Al ser consultado sobre el motivo por el cual tenía un buzo con una mancha -aparentemente de sangre- cuando se realizó un allanamiento en su casa explicó que él recolectaba ropa para donar y Pipi Merlo se lo dio la noche del crimen.
Lucas Orozco
El otro testigo clave para la Fiscalía es Lucas Ezequiel Orozco (26), quien fue condenado por cometer otro asesinato en un asalto junto a Jonathan Morales.
Este hombre también confirmó su versión: "Estábamos en un micro con Jhony y me contó que había matado al doctor -en referencia a Prado- y que teníamos que hacer lo mismo. También me dijo que zafó de esa causa porque su patrón del restaurante dijo que estuvo con él esa noche".

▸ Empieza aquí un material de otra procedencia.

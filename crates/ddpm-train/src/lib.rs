//! # ddpm-train
//!
//! Training driver for the MNIST diffusion model.
//!
//! - [`trainer::Trainer`]: epoch loop with linear LR decay and an EMA loss readout
//! - [`export`]: grayscale PNG strips of samples and sampling trajectories
//! - [`checkpoint`]: safetensors save/load of the model `VarMap`
//!
//! The `ddpm` binary wraps these behind a small CLI; running it with no
//! arguments trains with the reference hyperparameters and writes samples
//! to `./output/`.

pub mod checkpoint;
pub mod export;
pub mod trainer;

pub use checkpoint::{load_checkpoint, save_checkpoint};
pub use trainer::{prepare_dataset, sample_from_checkpoint, EpochStats, TrainReport, Trainer};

Orozco admitió que su esposa, mediante su abogada, reclamó la recompensa que se ofrecía para la persona que brindara datos concretos por el asesinato de Prado y agregó que nunca se la pagaron.
También negó conocer a Tyson, pese a que este había declarado minutos antes que se conocían de la villa, y dijo que no sabía sobre la participación de Pipi Merlo en el crimen.
El ADN
Una gran incógnita que intentan plantear las defensas es por qué nunca se realizó un cotejo genético entre la víctima fatal y la mancha en el buzo que le secuestraron a Tyson 17 días después del asesinato. Este camino fue reconstruido por cuatro testigos que trabajan en distintas áreas del Cuerpo Médico Forense (CMF) y de la Oficina de Secuestros.
Quedó claro que de la prenda de ropa se detectó una mancha que probablemente era de sangre, aunque para confirmar esto había que realizar un cotejo de ADN. Ante un pedido de la Fiscalía, recién en mayo de 2016, desde los laboratorios forenses se solicitó ese rastro para realizar la comparación pero si bien recibieron la muestra de Sebastián Prado nunca les llegó el buzo.
La prenda de ropa se encontraba en la Oficina de Secuestros y, ante la acumulación de material, se procedió a realizar un decomiso en forma automática a dos años y medio del asesinato. Antes de esto fue notificada la Fiscalía y no hubo oposición al respecto. En noviembre de 2017, el buzo fue donado a una comunidad de Lavalle.